Forza dell’economia: crescita sostenuta e cambiamento delle aspettative. L’economia statunitense ha mostrato una resilienza sorprendente, con dati economici che superano le aspettative e alimentano una crescente fiducia tra gli investitori. A settembre, l’occupazione ha registrato l’aumento più forte degli ultimi sei mesi, con la disoccupazione in calo e una robusta crescita delle vendite al dettaglio. A tutto questo si aggiungono le stime del PIL da parte della Fed di Atlanta, che indicano una crescita del 3,3% (ultima stima 25 ottobre). Questo contesto ha trasformato le aspettative degli investitori. Se fino a pochi mesi fa prevaleva l’idea di una recessione imminente (hard landing), che si è poi evoluta in un’aspettativa di “atterraggio morbido” (soft landing), oggi la narrativa dominante sembra essere quella del “no landing”. In questo scenario, l’economia continua a crescere senza subire un significativo rallentamento. Questo cambiamento di prospettiva implica che la Fed, pur avendo rallentato l’inflazione, potrebbe riuscire a evitare una recessione, mantenendo al contempo una disoccupazione contenuta. Per Jerome Powell, ciò rappresenterebbe un risultato di politica monetaria senza precedenti. Tuttavia, una crescita economica più forte si traduce anche in una maggiore domanda di credito, contribuendo a spingere i rendimenti obbligazionari verso l’alto.
INFLAZIONE E ASPETTATIVE SUI TASSI: CICLI DI TAGLIO MENO AGGRESSIVI
Parallelamente, le aspettative di inflazione stanno contribuendo all’aumento dei rendimenti.

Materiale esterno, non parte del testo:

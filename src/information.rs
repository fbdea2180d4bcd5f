// Copyright 2019 Arnau Siches
//
// Licensed under the MIT license <LICENSE or http://opensource.org/licenses/MIT>.
// This file may not be copied, modified, or distributed except
// according to those terms.

//! Deferred construction of the relative part of a link.

use crate::encode::{encode_component, encode_relative};
use crate::error::{BuilderError, Result};
use crate::token::Token;

/// How the relative URL of one pending link is made.
///
/// A `Literal` is used verbatim. A `Composed` recipe keeps its route segments
/// and query pairs apart until it is resolved, so that encoding can be applied
/// per component.
#[derive(Debug, Clone, PartialEq)]
pub enum LinkInformation {
    Literal(String),
    Composed {
        prefix: String,
        route_items: Vec<Token>,
        query_items: Vec<Token>,
    },
}

impl LinkInformation {
    /// A literal relative URL. Surrounding whitespace is dropped.
    pub fn literal(raw_relative_url: &str) -> LinkInformation {
        LinkInformation::Literal(raw_relative_url.trim().to_string())
    }

    /// A recipe made of route segments and flattened `name, value` query items.
    ///
    /// Null route items are rejected, and so are blank or null query names.
    pub fn composed(route_items: Vec<Token>, query_items: Vec<Token>) -> Result<LinkInformation> {
        check_route_items(&route_items)?;
        check_query_pairs(&query_items)?;

        Ok(LinkInformation::Composed {
            prefix: String::new(),
            route_items,
            query_items,
        })
    }

    /// A literal relative URL followed by flattened `name, value` query items.
    ///
    /// Resolves like [`literal`](#method.literal) with the pairs pushed on top,
    /// so a multi-segment `relative_url` keeps its `/` when encoded.
    pub fn query(relative_url: &str, query_items: Vec<Token>) -> Result<LinkInformation> {
        check_query_pairs(&query_items)?;

        Ok(LinkInformation::Composed {
            prefix: relative_url.trim().to_string(),
            route_items: vec![],
            query_items,
        })
    }

    /// Appends query pairs, turning a literal into a composed recipe that keeps
    /// the literal as its prefix.
    pub(crate) fn push_query_pairs(&mut self, pairs: Vec<Token>) {
        match self {
            LinkInformation::Literal(url) => {
                *self = LinkInformation::Composed {
                    prefix: std::mem::replace(url, String::new()),
                    route_items: vec![],
                    query_items: pairs,
                };
            }

            LinkInformation::Composed { query_items, .. } => query_items.extend(pairs),
        }
    }

    /// Resolves the relative URL. Pure: the same state always yields the same
    /// string.
    ///
    /// ```
    /// use hateoas_builder::information::LinkInformation;
    ///
    /// let info = LinkInformation::composed(
    ///     hateoas_builder::tokens!["weather forecast", 2],
    ///     hateoas_builder::tokens!["page", 3],
    /// ).unwrap();
    ///
    /// assert_eq!(info.resolve(false), "weather forecast/2?page=3");
    /// assert_eq!(info.resolve(true), "weather+forecast/2?page=3");
    /// ```
    pub fn resolve(&self, encode: bool) -> String {
        match self {
            LinkInformation::Literal(url) if encode => encode_relative(url),

            LinkInformation::Literal(url) => url.clone(),

            LinkInformation::Composed {
                prefix,
                route_items,
                query_items,
            } => {
                let mut output = if encode {
                    encode_relative(prefix.trim())
                } else {
                    prefix.trim().to_string()
                };

                let route = route_items
                    .iter()
                    .filter(|item| !item.is_blank())
                    .map(|item| component(item.as_str().trim(), encode))
                    .collect::<Vec<_>>()
                    .join("/");

                if !route.is_empty() {
                    if !output.is_empty() && !output.ends_with('/') {
                        output.push('/');
                    }
                    output.push_str(&route);
                }

                let query = query_string(query_items, encode);

                if !query.trim().is_empty() {
                    output.push(if output.contains('?') { '&' } else { '?' });
                    output.push_str(&query);
                }

                output
            }
        }
    }
}

fn component(value: &str, encode: bool) -> String {
    if encode {
        encode_component(value)
    } else {
        value.to_string()
    }
}

/// Joins flattened `name, value, name, value, ...` items into `name=value`
/// tokens separated by `&`. A missing final value reads as empty.
fn query_string(items: &[Token], encode: bool) -> String {
    items
        .chunks(2)
        .map(|pair| {
            let name = pair[0].as_str().trim();
            let value = pair.get(1).map(|value| value.as_str().trim()).unwrap_or("");

            format!("{}={}", component(name, encode), component(value, encode))
        })
        .collect::<Vec<_>>()
        .join("&")
}

fn check_route_items(items: &[Token]) -> Result<()> {
    if items.iter().any(Token::is_null) {
        return Err(BuilderError::InvalidArgument {
            param: "route_items",
            reason: "No elements in the collection can be null.".into(),
        }
        .into());
    }

    Ok(())
}

/// Every name position in a flattened query list must hold a non-blank value.
pub(crate) fn check_query_pairs(items: &[Token]) -> Result<()> {
    if items.iter().step_by(2).any(Token::is_blank) {
        return Err(BuilderError::InvalidArgument {
            param: "query_pairs",
            reason: "Parameter names cannot be null, empty, or whitespace.".into(),
        }
        .into());
    }

    Ok(())
}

Sebbene l’inflazione si sia attenuata rispetto ai picchi registrati nel 2022, i mercati hanno iniziato a scontare una possibile sorpresa al rialzo.Questo ha portato a una revisione delle aspettative riguardo al ciclo di tagli dei tassi della Fed. Se a settembre si ipotizzava una politica monetaria più espansiva, ora le aspettative sono cambiate: i mercati prevedono un ciclo di tagli meno profondo e più graduale. Questo aggiustamento si riflette nelle previsioni per la politica monetaria: le probabilità di un taglio di 25 punti base a novembre sono scese dal 100% al 90%, e i mercati ora stimano che il tasso di riferimento della Fed sarà del 3,5% entro la fine del 2025, contro il 2,9% previsto un mese fa. Questo significa che la Fed potrebbe mantenere tassi più elevati per un periodo prolungato, un fattore che, insieme alla crescita economica, spinge i rendimenti obbligazionari verso l’alto. L’aumento dei rendimenti riflette, dunque, l’idea che la politica monetaria della Fed sarà meno accomodante di quanto precedentemente anticipato.

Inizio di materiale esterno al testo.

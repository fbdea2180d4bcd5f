// Copyright 2019 Arnau Siches
//
// Licensed under the MIT license <LICENSE or http://opensource.org/licenses/MIT>.
// This file may not be copied, modified, or distributed except
// according to those terms.

use std::fmt::{self, Display};

/// A stringified value used as a route item, a query pair element or a template
/// argument.
///
/// A token is either a value or null. Null tokens exist so that optional values
/// can be passed straight through; each operation decides what null means (route
/// items reject it, query values and template arguments render it as empty).
///
/// ```
/// use hateoas_builder::token::Token;
///
/// assert_eq!(Token::from("ball").to_string(), "ball");
/// assert_eq!(Token::from(2).to_string(), "2");
/// assert!(Token::from(None::<&str>).is_null());
/// ```
#[derive(Debug, Clone, PartialEq, Eq, Hash, Default)]
pub struct Token(Option<String>);

impl Token {
    pub fn null() -> Token {
        Token(None)
    }

    pub fn is_null(&self) -> bool {
        self.0.is_none()
    }

    /// True when the token is null, empty or only whitespace.
    pub fn is_blank(&self) -> bool {
        self.as_str().trim().is_empty()
    }

    /// The text value, with null read as the empty string.
    pub fn as_str(&self) -> &str {
        match &self.0 {
            Some(value) => value,
            None => "",
        }
    }
}

impl Display for Token {
    fn fmt(&self, formatter: &mut fmt::Formatter) -> fmt::Result {
        write!(formatter, "{}", self.as_str())
    }
}

impl From<String> for Token {
    fn from(s: String) -> Self {
        Token(Some(s))
    }
}

impl From<&str> for Token {
    fn from(s: &str) -> Self {
        Token(Some(s.to_string()))
    }
}

impl From<&String> for Token {
    fn from(s: &String) -> Self {
        Token(Some(s.clone()))
    }
}

impl<T: Into<Token>> From<Option<T>> for Token {
    fn from(value: Option<T>) -> Self {
        match value {
            Some(value) => value.into(),
            None => Token::null(),
        }
    }
}

macro_rules! token_from_display {
    ($($ty:ty),*) => {
        $(
            impl From<$ty> for Token {
                fn from(value: $ty) -> Self {
                    Token(Some(value.to_string()))
                }
            }
        )*
    };
}

token_from_display!(
    bool, char, i8, i16, i32, i64, i128, isize, u8, u16, u32, u64, u128, usize, f32, f64
);

/// Builds a `Vec<Token>` from values of mixed types.
///
/// ```
/// # #[macro_use] extern crate hateoas_builder;
/// # fn main() {
/// use hateoas_builder::token::Token;
///
/// let items = tokens!["relative2", "ball", 2, None::<u32>];
///
/// assert_eq!(items[2], Token::from("2"));
/// assert!(items[3].is_null());
/// # }
/// ```
#[macro_export]
macro_rules! tokens {
    () => {
        ::std::vec::Vec::<$crate::token::Token>::new()
    };
    ($($value:expr),+ $(,)?) => {
        vec![$($crate::token::Token::from($value)),+]
    };
}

SCENARIO POLITICO: IMPATTO DELLE ELEZIONI USA E DELLE POLITICHE FISCALI
Infine, il contesto politico contribuisce ulteriormente alla dinamica dei rendimenti obbligazionari. Le elezioni presidenziali statunitensi del 5 novembre e l’eventualità di una “vittoria schiacciante” dei repubblicani, definita dai media come “sweep red”, potrebbero portare a un aumento del debito pubblico. Questo scenario, che tutti hanno soprannominato “Trump Trade” o “Trumpflation”, implica che politiche fiscali più espansive, come tagli fiscali o maggiore spesa pubblica, potrebbero incrementare ulteriormente il deficit federale. Secondo il Committee for a Responsible Federal Budget, il piano di spesa del presidente Trump aumenterebbe il debito di 7,50 trilioni di dollari entro il 2035, rispetto ai 3,50 trilioni previsti dal piano della candidata Harris. L’aumento del debito comporterebbe una maggiore emissione di titoli del Tesoro per finanziare il deficit, esercitando pressioni al rialzo sui rendimenti a lungo termine. La Fed, per contrastare l’inflazione generata da una politica fiscale espansiva, potrebbe essere costretta a mantenere tassi di interesse più elevati. Dall’altra parte, invece, un governo diviso tra Camera e Senato potrebbe frenare l’approvazione di nuove misure fiscali, limitando così le pressioni sui rendimenti. Le attuali previsioni politiche suggeriscono che i democratici potrebbero mantenere il controllo del Senato, mentre i repubblicani potrebbero conquistare la Camera, portando a un’impasse che potrebbe contenere l’impatto sul mercato del Tesoro.